Flunarizine Resistance Maps to Both E1 and E2 and Increases Susceptibility to Cross‐Neutralizing Antibodies

To corroborate that E1 and E2 are targeted by flunarizine, we passaged HCV in the presence of flunarizine. After 10 weeks we observed drug resistance, as infection of Huh7‐Lunet/hCD81/G‐Luc cells by virus populations cultured in the presence of the drug was poorly inhibited by flunarizine compared to viruses cultured in the presence of DMSO (Fig. 3A). Sequencing revealed conserved amino acid mutations at positions M267V in E1 (A1140G in H77 genome), Q289H in E1 (A1208C in H77 genome), M405T in E2 (T1554C in H77 genome), and I757T in p7 (T2603C in H77 genome), which we engineered into the parental Jc1‐luciferase virus either alone or in combination. Insertion of the p7 mutation did not change susceptibility to flunarizine (Fig. 3B). In contrast, the E2 mutation and both mutations in E1 increased virus resistance. A combination of all three envelope protein mutations conferred maximal resistance (∼50‐fold change in IC50).

Figure 3:
Two mutations of conserved residues in E1 and one mutation in E2 confer resistance to flunarizine. (A) Jc1 was passaged in Huh7‐Lunet/hCD81/G‐Luc cells in the presence of given doses of flunarizine or DMSO. The resulting virus populations were used to inoculate naive Huh7‐Lunet/hCD81/G‐Luc cells for 4 hours in the presence of 5.25 µM or 10.5 µM of flunarizine or DMSO. The infection was assessed 48 hours later by immune staining of the NS5A protein (green). DNA in the nucleus was counterstained with 4′,6‐diamidino‐2‐phenylindole (blue). (B) Jc1 luciferase reporter virus (WT) or derivatives thereof carrying the indicated point mutations were used to infect Huh7‐Lunet/hCD81/G‐Luc cells in the presence of 0 µM, 0.65 µM, 1.3 µM, 2.6 µM, 5.25 µM, or 10.5 µM of flunarizine for 4 hours. Renilla luciferase activity was measured 48 hours later. (C) Prevalence of indicated amino acids at positions 267 or 289 in HCV E1 across all GT1‐GT7 strains deposited in the HCV database. The total number of analyzed sequences for each genotype is stated in parentheses. (D) Parental or flunarizine‐resistant Jc1 was incubated for 1 hour at 37°C with serial dilutions of given monoclonal antibodies targeting E2 (AP33, CBH23, or HC11) or a discontinuous epitope of the E1 and E2 complex (AR4A) before inoculation of Huh7‐Lunet/hCD81/G‐Luc cells for 4 hours at 37oC. After 48 hours, cells were lysed and Renilla reporter activity was measured. Abbreviation: WT, wild type.

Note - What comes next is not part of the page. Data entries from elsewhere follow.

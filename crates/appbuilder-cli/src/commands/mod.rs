//! Command handlers. Each one turns parsed arguments into core calls and
//! prints the outcome; no scaffolding rules live here.

use std::path::{Path, PathBuf};
use std::sync::Arc;

use tracing::debug;

use appbuilder_adapters::{
    JsonProjectRecordStore, LocalFilesystem, TemplateSource, TokenRenderer, XotParser,
    resolve_template_loader,
};
use appbuilder_core::application::ScaffoldService;

use crate::cli::TemplateArgs;
use crate::config::AppConfig;

pub mod add_service;
pub mod completions;
pub mod config;
pub mod ids;
pub mod init;
pub mod inject;
pub mod new;
pub mod templates;

/// Templates directory from the command line, falling back to config.
fn templates_dir(args: &TemplateArgs, config: &AppConfig) -> Option<PathBuf> {
    args.templates_dir
        .clone()
        .or_else(|| config.templates.dir.clone())
}

/// Wire the local adapters into a [`ScaffoldService`].
fn scaffold_service(templates_dir: Option<&Path>) -> (ScaffoldService, TemplateSource) {
    let (loader, source) = resolve_template_loader(templates_dir);
    debug!(templates = %source, "Building scaffold service");

    let filesystem = Arc::new(LocalFilesystem::new());
    let service = ScaffoldService::new(
        loader,
        Arc::new(TokenRenderer::new()),
        filesystem.clone(),
        Arc::new(XotParser::new()),
        Arc::new(JsonProjectRecordStore::new(filesystem)),
    );
    (service, source)
}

Interestingly, E1 residue Q289 is fully conserved among all HCV sequences deposited in the gene bank database (Fig. 3C). Additionally, 88.5% of all GT2 isolates carry M267, which correlates with susceptibility to flunarizine in our GT2a virus Jc1, whereas all non‐GT2 sequences encode glycine at this position (Supporting Table S3). Finally, the E2 mutation resides in the hypervariable region, an important yet strain‐specific viral neutralizing epitope. The full conservation of 289 in E1 and the high level of conservation of 267 in E1 may indicate important functional constraints that could limit viral escape in vivo. To explore this, we evaluated neutralization of the flunarizine‐resistant virus by potent monoclonal antibodies. Neutralization by the E2‐targeting HC‐11 and AR4A antibodies was significantly enhanced by the flunarizine resistance mutations (Fig. 3D). Collectively, a combination of three mutations—in part affecting highly conserved residues—is necessary to confer a 50‐fold resistance to flunarizine. These mutations render HCV more susceptible to neutralizing antibodies, suggesting a high barrier to viral resistance.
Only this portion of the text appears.